New York Post

BLAS’ VOTE FRAUDSTER

PAC chief arrested in ’08

- By YOAV GONEN

He sure knows how to pick ’em. The political operative Mayor de Blasio tapped to lead his new “Fairness PAC” was convicted of voter fraud in Barack Obama’s first presidenti­al election, records show.

Daniel “Tate” Hausman was hit with a $1,000 fine and sentenced to a year probation in the battlegrou­nd state of Ohio, where he had traveled from Brooklyn to launch a get-out-the-vote group backing Obama in September 2008 called Vote Today Ohio.

Rather than voting in New York, Hausman and two colleagues registered and submitted absentee ballots out of their temporary Columbus address, which doubled as the group’s headquarte­rs, records show.

While Hausman met the 30-day residency requiremen­t for registerin­g to vote, Ohio law also requires that voters intend to reside in the state after the election.

“Did I make a mistake? Absolutely.
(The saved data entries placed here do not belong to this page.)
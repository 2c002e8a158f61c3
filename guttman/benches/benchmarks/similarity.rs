/*
 * Copyright (c) Microsoft Corporation.
 * Licensed under the MIT license.
 */

use criterion::{BenchmarkId, Criterion};
use guttman::similarity::{neighbor_correlation, neighbor_cosine_similarity};

use super::{random_chart, SIZES};

pub(crate) fn benchmark_neighbor(c: &mut Criterion) {
    let mut group = c.benchmark_group("neighbor-similarity");

    for (nstudents, nitems) in SIZES {
        // Items as rows.
        let items = random_chart(nitems, nstudents, 0x5eed);
        let label = format!("{}x{}", nstudents, nitems);

        group.bench_with_input(BenchmarkId::new("cosine", &label), &items, |b, items| {
            b.iter(|| neighbor_cosine_similarity(items))
        });
        group.bench_with_input(BenchmarkId::new("pearson", &label), &items, |b, items| {
            b.iter(|| neighbor_correlation(items))
        });
    }

    group.finish();
}
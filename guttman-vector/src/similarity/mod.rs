/*
 * Copyright (c) Microsoft Corporation.
 * Licensed under the MIT license.
 */

pub mod implementations;
pub use implementations::{Cosine, InnerProduct, Pearson};

mod metric;
pub use metric::{Metric, ParseMetricError};
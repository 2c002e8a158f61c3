/*
 * Copyright (c) Microsoft Corporation.
 * Licensed under the MIT license.
 */

//! Item similarity signals.
//!
//! Every function here takes the items-as-rows view of a sorted chart (the transpose of
//! the student-by-item matrix) and returns one value per item.
//!
//! A value is `None` when it is undefined: an item nobody scored on has no cosine
//! similarity and an item with identical scores for every student has no correlation.
//! Averages involving an undefined value are undefined too.

use guttman_utils::ScoreMatrix;
use guttman_vector::{
    similarity::{Cosine, Pearson},
    PureSimilarityFunction,
};

use crate::error::{check_len, AnalysisError, AnalysisResult};

/// Compare every item with its neighbors in sorted order using the kernel `K`.
///
/// The first item is compared with the second and the last item with the one before it.
/// Interior items receive the mean of the similarities to both neighbors, which is
/// undefined if either of them is.
///
/// # Errors
///
/// Returns [`AnalysisError::InsufficientData`] if `items` has fewer than two rows.
pub fn neighbor_similarity<K>(items: &ScoreMatrix) -> AnalysisResult<Vec<Option<f64>>>
where
    K: for<'a, 'b> PureSimilarityFunction<&'a [u32], &'b [u32], Option<f64>>,
{
    let n = items.nrows();
    if n < 2 {
        return Err(AnalysisError::InsufficientData { items: n });
    }

    // `adjacent[i]` compares item `i` with item `i + 1`.
    let adjacent: Vec<Option<f64>> = (0..n - 1)
        .map(|i| K::evaluate(items.row(i), items.row(i + 1)))
        .collect();

    let similarity = (0..n)
        .map(|i| {
            if i == 0 {
                adjacent[0]
            } else if i == n - 1 {
                adjacent[n - 2]
            } else {
                adjacent[i - 1]
                    .zip(adjacent[i])
                    .map(|(a, b)| (a + b) / 2.0)
            }
        })
        .collect();

    Ok(similarity)
}

/// Pearson correlation of every item with its neighbors.
///
/// See [`neighbor_similarity`].
pub fn neighbor_correlation(items: &ScoreMatrix) -> AnalysisResult<Vec<Option<f64>>> {
    neighbor_similarity::<Pearson>(items)
}

/// Cosine similarity of every item with its neighbors.
///
/// See [`neighbor_similarity`].
pub fn neighbor_cosine_similarity(items: &ScoreMatrix) -> AnalysisResult<Vec<Option<f64>>> {
    neighbor_similarity::<Cosine>(items)
}

/// Cosine similarity of every item with the per-student average vector.
///
/// Undefined for items nobody scored on, and for every item when all averages are zero.
///
/// # Errors
///
/// Returns [`AnalysisError::LengthMismatch`] if `student_averages` does not have one
/// entry per student (column of `items`).
pub fn whole_table_cosine_similarity(
    items: &ScoreMatrix,
    student_averages: &[f64],
) -> AnalysisResult<Vec<Option<f64>>> {
    check_len("student averages", items.ncols(), student_averages.len())?;
    Ok(items
        .row_iter()
        .map(|item| Cosine::evaluate(item, student_averages))
        .collect())
}

///////////
// Tests //
///////////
What I did ran afoul of the law and I took my lumps,” Hausman told The Brooklyn Paper in May 2009, a month after his sentencing. “But I was proud as hell when I came out of that voting booth, and I’m incredibly proud of the work we did.”

An online report from The Columbus Dispatch at the time shows that Franklin County Common Pleas Judge Charles Schneider accused the three political mobilizers of purposely voting in Ohio in an attempt to sway the election toward Obama.
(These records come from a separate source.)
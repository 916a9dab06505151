use anyhow::{Context, Result};
use tokio::{
    io::{self, AsyncBufReadExt, AsyncWriteExt, BufReader},
    net::{
        TcpStream,
        tcp::{OwnedReadHalf, OwnedWriteHalf},
    },
    select,
};
use tracing::{info, warn};

use crate::{
    cli::ClientArgs,
    line::{DEFAULT_MAX_LINE_BYTES, read_line, write_line},
};

pub async fn run(args: ClientArgs) -> Result<()> {
    let (reader, mut writer) = establish_connection(&args).await?;

    // Relayed lines are copied on their own task: `read_line` is not cancel
    // safe, so it must not sit in the same `select!` as stdin.
    let mut relayed = tokio::spawn(forward_relayed_lines(reader));
    let mut stdin = BufReader::new(tokio::io::stdin());
    let mut input = String::new();

    loop {
        input.clear();
        select! {
            finished = &mut relayed => {
                match finished {
                    Ok(result) => result?,
                    Err(error) => warn!(?error, "relay reader task failed"),
                }
                break;
            }
            bytes_read = stdin.read_line(&mut input) => {
                if !handle_stdin_input(bytes_read, &input, &mut writer).await? {
                    break;
                }
            }
            ctrl_c = tokio::signal::ctrl_c() => {
                if let Err(error) = ctrl_c {
                    warn!(?error, "ctrl-c handler failed");
                }
                break;
            }
        }
    }

    relayed.abort();
    shutdown_connection(&mut writer).await;
    Ok(())
}

async fn establish_connection(
    args: &ClientArgs,
) -> Result<(BufReader<OwnedReadHalf>, OwnedWriteHalf)> {
    let stream = TcpStream::connect(args.server)
        .await
        .with_context(|| format!("failed to connect to {}", args.server))?;

    info!("connected to {}", args.server);

    let (reader, writer) = stream.into_split();
    Ok((BufReader::new(reader), writer))
}

async fn forward_relayed_lines(mut reader: BufReader<OwnedReadHalf>) -> Result<()> {
    let mut stdout = tokio::io::stdout();
    while let Some(payload) = read_line(&mut reader, DEFAULT_MAX_LINE_BYTES)
        .await
        .context("failed to read from relay")?
    {
        write_line(&mut stdout, &payload).await?;
    }
    warn!("relay closed the connection");
    Ok(())
}

async fn handle_stdin_input(
    bytes_read: io::Result<usize>,
    input: &str,
    writer: &mut OwnedWriteHalf,
) -> Result<bool> {
    if bytes_read? == 0 {
        return Ok(false);
    }

    let text = input.trim_end_matches(['\r', '\n']);
    if text.eq_ignore_ascii_case("/quit") {
        return Ok(false);
    }

    write_line(writer, text.as_bytes())
        .await
        .context("failed to send line to relay")?;
    Ok(true)
}

async fn shutdown_connection(writer: &mut OwnedWriteHalf) {
    if let Err(error) = writer.shutdown().await {
        warn!(?error, "failed to shutdown client writer cleanly");
    }
}
//! One accepted connection and the two pumps that move its lines.
//!
//! The inbound pump reads lines and hands them to the dispatcher as
//! broadcasts; the outbound pump drains the session's queue back onto the
//! socket. They run as separate tasks and share a [`CancellationToken`]: when
//! either one stops it deregisters the session and cancels the token, which
//! stops the other. Both steps are safe to repeat, so it does not matter which
//! pump gets there first or whether both do.

use std::{net::SocketAddr, sync::Arc};

use bytes::Bytes;
use tokio::{
    io::{AsyncRead, AsyncWrite, BufReader},
    select,
    sync::mpsc,
    task::JoinHandle,
};
use tokio_util::sync::CancellationToken;
use tracing::{debug, error, info};

use crate::{
    dispatcher::{DispatcherClosed, DispatcherHandle, SessionEntry, SessionId},
    line::{read_line, write_line},
};

pub struct Session<R, W> {
    id: SessionId,
    peer: SocketAddr,
    reader: R,
    writer: W,
    dispatcher: DispatcherHandle,
    shutdown: CancellationToken,
    max_line_bytes: usize,
}

/// Join handles for a started session's pumps.
pub struct SessionTasks {
    pub reader: JoinHandle<()>,
    pub writer: JoinHandle<()>,
}

impl SessionTasks {
    /// Waits until both pumps have exited and the connection is released.
    pub async fn join(self) {
        let (reader, writer) = tokio::join!(self.reader, self.writer);
        for result in [reader, writer] {
            if let Err(err) = result {
                error!(error = ?err, "session pump panicked");
            }
        }
    }
}

impl<R, W> Session<R, W>
where
    R: AsyncRead + Unpin + Send + 'static,
    W: AsyncWrite + Unpin + Send + 'static,
{
    pub fn new(
        id: SessionId,
        peer: SocketAddr,
        reader: R,
        writer: W,
        dispatcher: DispatcherHandle,
        shutdown: CancellationToken,
        max_line_bytes: usize,
    ) -> Self {
        Self {
            id,
            peer,
            reader,
            writer,
            dispatcher,
            shutdown,
            max_line_bytes,
        }
    }

    /// Registers the session with the dispatcher and spawns both pumps.
    pub fn start(self) -> Result<SessionTasks, DispatcherClosed> {
        let Session {
            id,
            peer,
            reader,
            writer,
            dispatcher,
            shutdown,
            max_line_bytes,
        } = self;

        let (outbound_tx, outbound_rx) = mpsc::unbounded_channel();
        dispatcher.add(SessionEntry {
            id,
            peer,
            outbound: outbound_tx,
        })?;

        let control = Arc::new(SessionControl {
            id,
            peer,
            dispatcher,
            shutdown,
        });

        let reader = tokio::spawn(pump_inbound(
            Arc::clone(&control),
            BufReader::new(reader),
            max_line_bytes,
        ));
        let writer = tokio::spawn(pump_outbound(control, writer, outbound_rx));

        Ok(SessionTasks { reader, writer })
    }
}

/// State shared by a session's two pumps.
///
/// Dropped when the second pump exits, which is also when the last half of
/// the connection goes away.
struct SessionControl {
    id: SessionId,
    peer: SocketAddr,
    dispatcher: DispatcherHandle,
    shutdown: CancellationToken,
}

impl SessionControl {
    fn teardown(&self, pump: &'static str) {
        if self.dispatcher.remove(self.id).is_err() {
            debug!(session = self.id, pump, "dispatcher gone before remove");
        }
        self.shutdown.cancel();
    }
}

impl Drop for SessionControl {
    fn drop(&mut self) {
        debug!(session = self.id, peer = %self.peer, "session closed");
    }
}

async fn pump_inbound<R>(control: Arc<SessionControl>, mut reader: R, max_line_bytes: usize)
where
    R: tokio::io::AsyncBufRead + Unpin,
{
    loop {
        let line = select! {
            biased;
            _ = control.shutdown.cancelled() => break,
            line = read_line(&mut reader, max_line_bytes) => line,
        };

        match line {
            Ok(Some(payload)) => {
                if control.shutdown.is_cancelled() {
                    break;
                }
                info!(
                    session = control.id,
                    peer = %control.peer,
                    payload = %String::from_utf8_lossy(&payload),
                    "receive"
                );
                if control.dispatcher.broadcast(control.id, payload).is_err() {
                    break;
                }
            }
            Ok(None) => {
                debug!(session = control.id, peer = %control.peer, "peer closed the connection");
                break;
            }
            Err(err) => {
                error!(session = control.id, peer = %control.peer, error = %err, "read failed");
                break;
            }
        }
    }

    control.teardown("reader");
}

async fn pump_outbound<W>(
    control: Arc<SessionControl>,
    mut writer: W,
    mut outbound: mpsc::UnboundedReceiver<Bytes>,
) where
    W: AsyncWrite + Unpin,
{
    loop {
        let payload = select! {
            biased;
            _ = control.shutdown.cancelled() => break,
            next = outbound.recv() => match next {
                Some(payload) => payload,
                None => break,
            },
        };

        debug!(
            session = control.id,
            peer = %control.peer,
            payload = %String::from_utf8_lossy(&payload),
            "send"
        );
        let written = select! {
            biased;
            _ = control.shutdown.cancelled() => break,
            written = write_line(&mut writer, &payload) => written,
        };
        if let Err(err) = written {
            error!(session = control.id, peer = %control.peer, error = %err, "write failed");
            break;
        }
    }

    control.teardown("writer");
}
“We all know the elections are driven by the Electoral College,” Schneider is quoted as saying. “And casting a vote in an unknown state instead of one where [the outcome] is all but certain . . . excuse me if I remain skeptical.”

Obama won Ohio by a narrow margin of 51 percent to 47 percent; in New York, he romped 63 percent to 36 percent.

Hausman, 32, who most recently led an infrastruc­ture-legislatio­n advocacy group called Millions of Jobs, didn’t respond to a request for comment.

De Blasio spokesman Eric Phillips said the mayor was aware of the Ohio scandal before hiring Hausman to direct the PAC, which will support candidates and fund political trips for Hizzoner.

“A decade ago, like tens of millions of Americans, Tate cast a single ballot in the state he was living in at the time,” Phillips said.